殷堊戲弄的瞄了眼攤了一地的東西。“當初我們協議好了,你所買的每一樣東西都是我付錢,請問天底下哪有付了錢又得付出勞力的事?” 見他張狂不馴的得意笑容,紀柔慈氣得嘟起小嘴。“笑!笑死算了。”
殷堊的笑聲裡充滿著勝利的意味,豎起一根手指在她眼前左右擺動。“女孩子嘴別這麼壞,要留一點口德。”
紀柔慈美目一挑。嬌容堆蓄著隱隱若現的怒氣,雙手往胸前一環,一古腦兒坐在椅子上,“你最好小心點,君子報仇三年不晚。
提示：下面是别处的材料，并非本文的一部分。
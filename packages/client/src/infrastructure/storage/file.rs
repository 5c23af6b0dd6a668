//! File-backed token storage.
//!
//! The file holds a flat JSON object of string keys and values, the same shape
//! as browser local storage. Keys other than the token key are preserved.
//! On unix the file is readable by its owner only (mode 0600).

use std::{
    collections::BTreeMap,
    fs,
    io::{self, ErrorKind},
    path::{Path, PathBuf},
};

use crate::{
    domain::{AuthToken, TOKEN_STORAGE_KEY, TokenStore},
    error::ClientError,
};

type Entries = BTreeMap<String, String>;

/// Token store persisted to a JSON file
#[derive(Debug, Clone)]
pub struct FileTokenStore {
    path: PathBuf,
}

impl FileTokenStore {
    pub fn new(path: impl Into<PathBuf>) -> Self {
        Self { path: path.into() }
    }

    pub fn path(&self) -> &Path {
        &self.path
    }

    fn read_entries(&self) -> Result<Entries, ClientError> {
        let text = match fs::read_to_string(&self.path) {
            Ok(text) => text,
            Err(e) if e.kind() == ErrorKind::NotFound => return Ok(Entries::new()),
            Err(e) => return Err(storage_error(&self.path, e)),
        };
        if text.trim().is_empty() {
            return Ok(Entries::new());
        }
        serde_json::from_str(&text).map_err(|e| storage_error(&self.path, e))
    }

    fn write_entries(&self, entries: &Entries) -> Result<(), ClientError> {
        if let Some(parent) = self.path.parent()
            && !parent.as_os_str().is_empty()
        {
            fs::create_dir_all(parent).map_err(|e| storage_error(parent, e))?;
        }
        let text = serde_json::to_string_pretty(entries)?;
        write_private(&self.path, &text).map_err(|e| storage_error(&self.path, e))
    }
}

/// Write `text`, restricting the file to its owner
#[cfg(unix)]
fn write_private(path: &Path, text: &str) -> io::Result<()> {
    use std::{
        fs::{OpenOptions, Permissions},
        io::Write,
        os::unix::fs::{OpenOptionsExt, PermissionsExt},
    };

    let mut file = OpenOptions::new()
        .write(true)
        .create(true)
        .truncate(true)
        .mode(0o600)
        .open(path)?;
    // mode() only applies to newly created files
    file.set_permissions(Permissions::from_mode(0o600))?;
    file.write_all(text.as_bytes())
}

#[cfg(not(unix))]
fn write_private(path: &Path, text: &str) -> io::Result<()> {
    fs::write(path, text)
}

fn storage_error(path: &Path, e: impl std::fmt::Display) -> ClientError {
    ClientError::Storage(format!("{}: {}", path.display(), e))
}

impl TokenStore for FileTokenStore {
    fn load(&self) -> Result<Option<AuthToken>, ClientError> {
        Ok(self
            .read_entries()?
            .remove(TOKEN_STORAGE_KEY)
            .map(AuthToken::new))
    }

    fn save(&self, token: &AuthToken) -> Result<(), ClientError> {
        let mut entries = self.read_entries()?;
        entries.insert(TOKEN_STORAGE_KEY.to_string(), token.as_str().to_string());
        self.write_entries(&entries)?;
        tracing::debug!("Token saved to {}", self.path.display());
        Ok(())
    }

    fn clear(&self) -> Result<(), ClientError> {
        let mut entries = self.read_entries()?;
        if entries.remove(TOKEN_STORAGE_KEY).is_none() {
            return Ok(());
        }
        self.write_entries(&entries)?;
        tracing::debug!("Token removed from {}", self.path.display());
        Ok(())
    }
}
”。
“三年?行,我等。”殷堊有意激怒她,戲謔著說。
紀柔慈不甘示弱,面帶詭譎的假笑,“不過我可不是君子……當心現世報。”
殷堊面帶促狹的笑意。“放心,到時我一定不會忘了拖你下水。” 紀柔慈恨恨地瞪著他臉上邪邪的笑容。如果不是看在他在銀行中為她存了一百萬的份上,她不衝上前賞他兩個耳刮子,她就不是紀柔慈!
“哼!好女不跟壞男鬥。”她轉身扭頭走到旁邊的椅子上坐著,脫下腳上的鞋子,大咧咧地揉著已經痠痛的腳丫子。
殷堊望看著她每一個不雅的舉動,不悅地蹩起眉頭。“腳放下,哪有女孩當著男人的面脫下鞋子揉腳的!”
紀柔慈不理會他的斥責,繼續揉著腳。
“我在跟你說話,你聽見了沒有?”殷堊捺不住氣惱地大聲叫吼。
紀柔慈惱怒地雙腳一蹬站起來,瞪著他。
“這不行,那不準!你以為你真是我老公?就算你是我老公,也不能猖狂地騎在我的頭上駕馭我!” “沒人能駕馭你?!”殷堊用足以凍結人的目光冷冷地瞪著她,趁她不注意時用力把她拉了過來按在床上。